Stored data
★ ★ ★ ★ ★ ★ ★

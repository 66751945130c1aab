//! Executors that run panorama load jobs off the caller's control flow.
//!
//! The loader never starts work on its own: it is handed an executor at
//! construction. `ThreadExecutor` runs jobs on a named background thread;
//! `ManualExecutor` queues them until the host decides to run them, which keeps
//! single-threaded hosts and tests fully deterministic.

use std::collections::VecDeque;
use std::panic::{self, AssertUnwindSafe};
use std::sync::Mutex;
use std::sync::mpsc::{self, Receiver, Sender};
use std::thread::{self, JoinHandle};

/// A unit of background work.
pub type Job = Box<dyn FnOnce() + Send + 'static>;

/// Something that can run jobs on behalf of the loader.
pub trait Executor: Send + Sync {
    /// Schedule a job. Jobs may run in any order relative to the caller.
    fn spawn(&self, job: Job);
}

/// Message sent to the worker thread.
enum ThreadMessage {
    /// Run a job
    Run(Job),
    /// Shutdown the thread
    Shutdown,
}

/// Runs jobs one after another on a dedicated background thread.
pub struct ThreadExecutor {
    /// Sender for jobs to the background thread
    job_tx: Mutex<Sender<ThreadMessage>>,
    /// Handle to the background thread (for joining on drop)
    thread_handle: Option<JoinHandle<()>>,
}

impl ThreadExecutor {
    /// Spawn a new worker thread with the given name.
    ///
    /// Returns `Err` if the thread fails to spawn.
    pub fn spawn(name: &str) -> Result<Self, String> {
        let (job_tx, job_rx) = mpsc::channel::<ThreadMessage>();
        let thread_name = name.to_string();

        let thread_handle = thread::Builder::new()
            .name(thread_name.clone())
            .spawn(move || {
                log::info!("Worker thread '{}' started", thread_name);
                Self::thread_loop(job_rx);
                log::info!("Worker thread '{}' exiting", thread_name);
            })
            .map_err(|e| format!("Failed to spawn worker thread: {}", e))?;

        Ok(Self {
            job_tx: Mutex::new(job_tx),
            thread_handle: Some(thread_handle),
        })
    }

    /// Background thread main loop.
    fn thread_loop(job_rx: Receiver<ThreadMessage>) {
        loop {
            match job_rx.recv() {
                Ok(ThreadMessage::Run(job)) => {
                    // A panicking job must not take the worker down with it
                    if panic::catch_unwind(AssertUnwindSafe(job)).is_err() {
                        log::error!("Job panicked, worker thread continues");
                    }
                }
                Ok(ThreadMessage::Shutdown) => {
                    log::debug!("Received shutdown signal");
                    break;
                }
                Err(_) => {
                    log::debug!("Job channel closed, worker thread exiting");
                    break;
                }
            }
        }
    }
}

impl Executor for ThreadExecutor {
    fn spawn(&self, job: Job) {
        let sent = match self.job_tx.lock() {
            Ok(tx) => tx.send(ThreadMessage::Run(job)).is_ok(),
            Err(_) => false,
        };
        if !sent {
            log::error!("Failed to schedule job: worker thread is gone");
        }
    }
}

impl Drop for ThreadExecutor {
    fn drop(&mut self) {
        log::debug!("Shutting down worker thread");

        if let Ok(tx) = self.job_tx.lock() {
            let _ = tx.send(ThreadMessage::Shutdown);
        }

        if let Some(handle) = self.thread_handle.take() {
            if let Err(e) = handle.join() {
                log::warn!("Worker thread panicked: {:?}", e);
            }
        }
    }
}

/// Queues jobs and runs them only when asked.
#[derive(Default)]
pub struct ManualExecutor {
    queue: Mutex<VecDeque<Job>>,
}

impl ManualExecutor {
    /// Create an empty executor.
    pub fn new() -> Self {
        Self::default()
    }

    /// Number of jobs waiting to run.
    pub fn pending_count(&self) -> usize {
        self.queue.lock().map(|q| q.len()).unwrap_or(0)
    }

    /// Run the job at `index` in the queue (0 = oldest). Returns false if there is none.
    pub fn run_at(&self, index: usize) -> bool {
        // Take the job out before running it so it may schedule more work
        let job = match self.queue.lock() {
            Ok(mut queue) => queue.remove(index),
            Err(_) => None,
        };
        match job {
            Some(job) => {
                job();
                true
            }
            None => false,
        }
    }

    /// Run the oldest queued job.
    pub fn run_next(&self) -> bool {
        self.run_at(0)
    }

    /// Run the newest queued job.
    pub fn run_latest(&self) -> bool {
        match self.pending_count() {
            0 => false,
            n => self.run_at(n - 1),
        }
    }

    /// Run every queued job, including ones scheduled while running. Returns how many ran.
    pub fn run_all(&self) -> usize {
        let mut ran = 0;
        while self.run_next() {
            ran += 1;
        }
        ran
    }
}

impl Executor for ManualExecutor {
    fn spawn(&self, job: Job) {
        match self.queue.lock() {
            Ok(mut queue) => queue.push_back(job),
            Err(_) => log::error!("Manual executor queue poisoned, dropping job"),
        }
    }
}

★ ★ ★ ★ ★ ★ ★

## ACTIVITY
Retype exactly the lines of the data above, starting at its first line and finishing with the line that has "tests fully deterministic." in it.

## FINISHED EXERCISE
repository 66751945130c1aab
//! Executors that run panorama load jobs off the caller's control flow.
//!
//! The loader never starts work on its own: it is handed an executor at
//! construction. `ThreadExecutor` runs jobs on a named background thread;
//! `ManualExecutor` queues them until the host decides to run them, which keeps
//! single-threaded hosts and tests fully deterministic.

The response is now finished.